Pero la imagen es engañosa. Si se habla con las personas que sufrieron esta guerra surge el shock, la traumatización, la rabia. «Las últimas dos semanas y media, desde que comenzó la ofensiva terrestre israelí, no dormí ninguna noche», dice Ahmed, el taxista que transporta a un periodista de dpa desde el paso fronterizo del norte del enclave palestino a la ciudad de Gaza.

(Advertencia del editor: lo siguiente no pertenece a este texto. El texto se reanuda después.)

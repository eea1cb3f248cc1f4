//! The type checker's `Type` lattice and class member model
//! (`spec.md §3`, "Type (type checker)" / "Class layout").

use std::rc::Rc;

use super::scope::Scope;

/// Integer kinds. E# exposes eleven; the split mirrors the original
/// `EsTokenType` integer tokens in
/// `original_source/ESC/src/compiler/frontend/parser/ast.h`.
#[derive(Debug, Clone, Copy, PartialEq, Eq, Hash)]
pub enum IntKind {
    Int8,
    Int16,
    Int32,
    Int64,
    Int128,
    UInt8,
    UInt16,
    UInt32,
    UInt64,
    UInt128,
    USize,
}

impl IntKind {
    /// Bit width, used by assignability's narrowing check.
    pub fn bits(self) -> u32 {
        match self {
            IntKind::Int8 | IntKind::UInt8 => 8,
            IntKind::Int16 | IntKind::UInt16 => 16,
            IntKind::Int32 | IntKind::UInt32 => 32,
            IntKind::Int64 | IntKind::UInt64 | IntKind::USize => 64,
            IntKind::Int128 | IntKind::UInt128 => 128,
        }
    }
}

/// A resolved E# type.
#[derive(Debug, Clone, PartialEq)]
pub enum Type {
    Void,
    Int(IntKind),
    Float32,
    Float64,
    Bool,
    String,
    Pointer(Box<Type>),
    Array(Box<Type>, usize),
    Function {
        return_type: Box<Type>,
        params: Vec<Type>,
    },
    Class {
        name: String,
        info: Rc<ClassInfo>,
    },
    /// A type the checker could not resolve; propagates as broadly
    /// compatible and is treated as integer during lowering (`spec.md §7`).
    Unknown,
}

// Convenience integer constructors used throughout the checker and tests.
#[allow(non_upper_case_globals)]
impl Type {
    pub const Int8: Type = Type::Int(IntKind::Int8);
    pub const Int16: Type = Type::Int(IntKind::Int16);
    pub const Int32: Type = Type::Int(IntKind::Int32);
    pub const Int64: Type = Type::Int(IntKind::Int64);
    pub const UInt8: Type = Type::Int(IntKind::UInt8);
    pub const UInt16: Type = Type::Int(IntKind::UInt16);
    pub const UInt32: Type = Type::Int(IntKind::UInt32);
    pub const UInt64: Type = Type::Int(IntKind::UInt64);
}

impl Type {
    /// Whether this type is some integer kind.
    pub fn is_integer(&self) -> bool {
        matches!(self, Type::Int(_))
    }

    /// Whether this type is any numeric kind (integer or float).
    pub fn is_numeric(&self) -> bool {
        matches!(self, Type::Int(_) | Type::Float32 | Type::Float64)
    }

    /// Type compatibility (`spec.md §4.4`): the looser of the two relations
    /// used for e.g. binary operands. Compatibility is symmetric.
    pub fn compatible(&self, other: &Type) -> bool {
        use Type::*;
        match (self, other) {
            (Unknown, _) | (_, Unknown) => true,
            (a, b) if a.is_numeric() && b.is_numeric() => true,
            (Pointer(a), Pointer(b)) => a.compatible(b),
            (Pointer(a), Void) | (Void, Pointer(a)) => {
                let _ = a;
                true
            }
            (String, Array(elem, _)) | (Array(elem, _), String) => {
                matches!(**elem, Int(IntKind::Int8))
            }
            (Pointer(inner), Class { .. }) | (Class { .. }, Pointer(inner)) => {
                matches!(**inner, Class { .. }) || inner.compatible(other)
            }
            (Class { name: a, .. }, Class { name: b, .. }) => a == b,
            (a, b) => a == b,
        }
    }

    /// Assignability (`spec.md §4.4`): stricter than [`Type::compatible`]
    /// for numerics — narrowing float→int is rejected, widening and
    /// same-width conversions are allowed.
    pub fn assignable_from(&self, value: &Type) -> bool {
        match (self, value) {
            (Type::Unknown, _) | (_, Type::Unknown) => true,
            (Type::Int(to), Type::Int(from)) => to.bits() >= from.bits(),
            (Type::Float64, Type::Float32) | (Type::Float32, Type::Float64) => true,
            (a, b) if a.is_numeric() && b.is_numeric() => {
                // float -> int narrowing rejected; int -> float always widens fine.
                !(a.is_integer() && matches!(b, Type::Float32 | Type::Float64))
            }
            (Type::Pointer(inner), Type::Class { .. }) if matches!(**inner, Type::Class { .. }) => {
                inner.compatible(value)
            }
            _ => self.compatible(value),
        }
    }
}

/// Visibility modifier on a class member (`spec.md §4.4`, "public" default).
#[derive(Debug, Clone, Copy, PartialEq, Eq)]
pub enum Access {
    Public,
    Private,
    Protected,
}

/// What kind of class member a [`Member`] describes.
#[derive(Debug, Clone, Copy, PartialEq, Eq)]
pub enum MemberKind {
    Field,
    Method,
    Ctor,
    Dtor,
    Property,
}

/// A single class member: field, method, constructor, destructor or
/// property. All four share a `(name, access, is_static, type)` header per
/// the tagged-record design in `spec.md §9`.
#[derive(Debug, Clone)]
pub struct Member {
    pub name: String,
    pub kind: MemberKind,
    pub access: Access,
    pub is_static: bool,
    pub ty: Type,
}

/// Per-class member table and lookup scope.
#[derive(Debug)]
pub struct ClassInfo {
    pub name: String,
    pub members: Vec<Member>,
    /// Member name -> member scope, retained independently of the textual
    /// class body so method bodies can resolve sibling members regardless
    /// of declaration order (`spec.md §4.4` declarations-then-bodies pass).
    pub member_scope: Rc<Scope>,
}

impl ClassInfo {
    pub fn find_member(&self, name: &str) -> Option<&Member> {
        self.members.iter().find(|m| m.name == name)
    }

    /// Ordered field members only, used by class-layout registration
    /// (`spec.md §3`, "Class layout").
    pub fn fields(&self) -> impl Iterator<Item = &Member> {
        self.members
            .iter()
            .filter(|m| m.kind == MemberKind::Field && !m.is_static)
    }
}

#[cfg(test)]
mod tests {
    use super::*;

    #[test]
    fn numeric_types_are_mutually_compatible() {
        assert!(Type::Int32.compatible(&Type::Float64));
        assert!(Type::Int8.compatible(&Type::Int64));
    }

    #[test]
    fn string_and_int8_array_are_compatible() {
        let arr = Type::Array(Box::new(Type::Int8), 4);
        assert!(Type::String.compatible(&arr));
    }

    #[test]
    fn narrowing_float_to_int_is_not_assignable() {
        assert!(!Type::Int32.assignable_from(&Type::Float64));
        assert!(Type::Float64.assignable_from(&Type::Int32));
    }

    #[test]
    fn widening_int_is_assignable() {
        assert!(Type::Int64.assignable_from(&Type::Int32));
        assert!(!Type::Int32.assignable_from(&Type::Int64));
    }
}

Los ojos enrojecidos de Ahmed denotan las noches en vela por los bombardeos. En su localidad natal, Beit Hanun, ve cómo las casas fueron destruidas por bombas o granadas. Cerca de la frontera con Israel la ofensiva terrestre dejó además una gran devastación.
El más afectado fue el vecindario de Shujaiya, en el este de la ciudad de Gaza. La zona prácticamente se alcanza a ver desde la frontera israelí. Allí, calles enteras quedaron reducidas a escombros y cenizas.
Ahsraf Dueima, de 28 años, volvió este martes por primera vez a su casa, como tantos otros habitantes de Shujaiya. Tras el inicio de la ofensiva terrestre israelí el 17 de julio su familia se refugió en una de las escuelas de la ONU. En espacios estrechos se estableció el alojamiento provisional para más de 250.000 refugiados de guerra.
Del edificio de tres pisos en la calle Bagdad no quedó más que un montón de escombros. Con ayuda de dos parientes, Dueima buscó entre los restos de la vivienda para encontrar algo que se pueda aprovechar. En su combi guardó un par de colchones, mantas, ollas y una heladera que milagrosamente aún funciona.
El vendedor de relojes y padre de cuatro niños mira una y otra vez a la pila de escombros que hasta hace poco fue su hogar. «¿Qué debo pensar de una tregua? Esto lo hizo Israel ¿Cómo puedo confiar en Israel?». Dueima cree que los palestinos están condenados a morir de a poco. «Sin luz, sin agua, sin hogar, sin vida digna», asegura, amargado.
En el centro de Gaza, a pesar de que volvió a haber movimiento, el ánimo de la gente no es el mejor. Ali Bassem, de 37 años, tiene una tienda de implementos para el hogar que está llena de mercadería, no porque Israel haya levantado de pronto las limitaciones al tránsito de mercancías, sino porque en estos tiempos nadie compra este tipo de cosas.
«La gente gasta su dinero sólo en los alimentos más necesarios. Yo sólo tengo egresos y ningún ingreso», se queja Bassem. «Esta guerra me costó 15.000 dólares».
La maestra Rim Attala pasa junto al negocio, pero tampoco compra nada allí. «Esta fue la etapa más horrenda de mi vida», dice sobre las semanas en constante miedo por las bombas y granadas. Esta madre de cinco niños espera que la tregua de 72 horas se convierta en algo permanente. «Lo que vivimos hasta ahora es suficiente».